Saved data entries
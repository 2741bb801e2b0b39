//! Cardinality classification
//!
//! Maps the uniqueness ratios of both endpoints to a relationship type and
//! picks the canonical orientation: the more unique side becomes the source.
//!
//! Rules, in order, with threshold `U`:
//! 1. both ratios unknown -> many_to_many, orientation kept
//! 2. neither side reaches `U` -> many_to_many, orientation kept
//! 3. equal ratios -> one_to_one, source and target swapped
//! 4. source more unique -> kept; one_to_one if both reach `U`, else one_to_many
//! 5. target more unique -> swapped; one_to_one if both reach `U`, else one_to_many
//!
//! A single unknown ratio counts as 0.

use crate::link::RelationshipType;

#[derive(Debug, Clone, PartialEq)]
pub struct Classification {
    pub source_table: String,
    pub source_columns: Vec<String>,
    pub target_table: String,
    pub target_columns: Vec<String>,
    pub kind: RelationshipType,
    pub swapped: bool,
}

#[derive(Debug, Clone, Copy, PartialEq, Eq)]
enum Orientation {
    Keep,
    Swap,
}

fn decide(from_uniq: Option<f64>, to_uniq: Option<f64>, threshold: f64) -> (RelationshipType, Orientation) {
    if from_uniq.is_none() && to_uniq.is_none() {
        return (RelationshipType::ManyToMany, Orientation::Keep);
    }
    let from = from_uniq.unwrap_or(0.0);
    let to = to_uniq.unwrap_or(0.0);

    if from < threshold && to < threshold {
        return (RelationshipType::ManyToMany, Orientation::Keep);
    }
    let both_unique = from >= threshold && to >= threshold;
    let kind = if both_unique {
        RelationshipType::OneToOne
    } else {
        RelationshipType::OneToMany
    };

    if from == to {
        (RelationshipType::OneToOne, Orientation::Swap)
    } else if from > to {
        (kind, Orientation::Keep)
    } else {
        (kind, Orientation::Swap)
    }
}

pub fn classify(
    source_table: &str,
    source_columns: &[String],
    target_table: &str,
    target_columns: &[String],
    from_uniq: Option<f64>,
    to_uniq: Option<f64>,
    threshold: f64,
) -> Classification {
    debug_assert_eq!(source_columns.len(), target_columns.len());
    let (kind, orientation) = decide(from_uniq, to_uniq, threshold);
    match orientation {
        Orientation::Keep => Classification {
            source_table: source_table.to_string(),
            source_columns: source_columns.to_vec(),
            target_table: target_table.to_string(),
            target_columns: target_columns.to_vec(),
            kind,
            swapped: false,
        },
        Orientation::Swap => Classification {
            source_table: target_table.to_string(),
            source_columns: target_columns.to_vec(),
            target_table: source_table.to_string(),
            target_columns: source_columns.to_vec(),
            kind,
            swapped: true,
        },
    }
}

/// Type only; the same for a link and its canonically oriented form.
pub fn relationship_type(from_uniq: Option<f64>, to_uniq: Option<f64>, threshold: f64) -> RelationshipType {
    decide(from_uniq, to_uniq, threshold).0
}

▸ **Task directions**:
Please retype all of the data above exactly as it appears.

▸ **Exercise answer**:
repository 2741bb801e2b0b39
//! Cardinality classification
//!
//! Maps the uniqueness ratios of both endpoints to a relationship type and
//! picks the canonical orientation: the more unique side becomes the source.
//!
//! Rules, in order, with threshold `U`:
//! 1. both ratios unknown -> many_to_many, orientation kept
//! 2. neither side reaches `U` -> many_to_many, orientation kept
//! 3. equal ratios -> one_to_one, source and target swapped
//! 4. source more unique -> kept; one_to_one if both reach `U`, else one_to_many
//! 5. target more unique -> swapped; one_to_one if both reach `U`, else one_to_many
//!
//! A single unknown ratio counts as 0.

use crate::link::RelationshipType;

#[derive(Debug, Clone, PartialEq)]
pub struct Classification {
    pub source_table: String,
    pub source_columns: Vec<String>,
    pub target_table: String,
    pub target_columns: Vec<String>,
    pub kind: RelationshipType,
    pub swapped: bool,
}

#[derive(Debug, Clone, Copy, PartialEq, Eq)]
enum Orientation {
    Keep,
    Swap,
}

fn decide(from_uniq: Option<f64>, to_uniq: Option<f64>, threshold: f64) -> (RelationshipType, Orientation) {
    if from_uniq.is_none() && to_uniq.is_none() {
        return (RelationshipType::ManyToMany, Orientation::Keep);
    }
    let from = from_uniq.unwrap_or(0.0);
    let to = to_uniq.unwrap_or(0.0);

    if from < threshold && to < threshold {
        return (RelationshipType::ManyToMany, Orientation::Keep);
    }
    let both_unique = from >= threshold && to >= threshold;
    let kind = if both_unique {
        RelationshipType::OneToOne
    } else {
        RelationshipType::OneToMany
    };

    if from == to {
        (RelationshipType::OneToOne, Orientation::Swap)
    } else if from > to {
        (kind, Orientation::Keep)
    } else {
        (kind, Orientation::Swap)
    }
}

pub fn classify(
    source_table: &str,
    source_columns: &[String],
    target_table: &str,
    target_columns: &[String],
    from_uniq: Option<f64>,
    to_uniq: Option<f64>,
    threshold: f64,
) -> Classification {
    debug_assert_eq!(source_columns.len(), target_columns.len());
    let (kind, orientation) = decide(from_uniq, to_uniq, threshold);
    match orientation {
        Orientation::Keep => Classification {
            source_table: source_table.to_string(),
            source_columns: source_columns.to_vec(),
            target_table: target_table.to_string(),
            target_columns: target_columns.to_vec(),
            kind,
            swapped: false,
        },
        Orientation::Swap => Classification {
            source_table: target_table.to_string(),
            source_columns: target_columns.to_vec(),
            target_table: source_table.to_string(),
            target_columns: source_columns.to_vec(),
            kind,
            swapped: true,
        },
    }
}

/// Type only; the same for a link and its canonically oriented form.
pub fn relationship_type(from_uniq: Option<f64>, to_uniq: Option<f64>, threshold: f64) -> RelationshipType {
    decide(from_uniq, to_uniq, threshold).0
}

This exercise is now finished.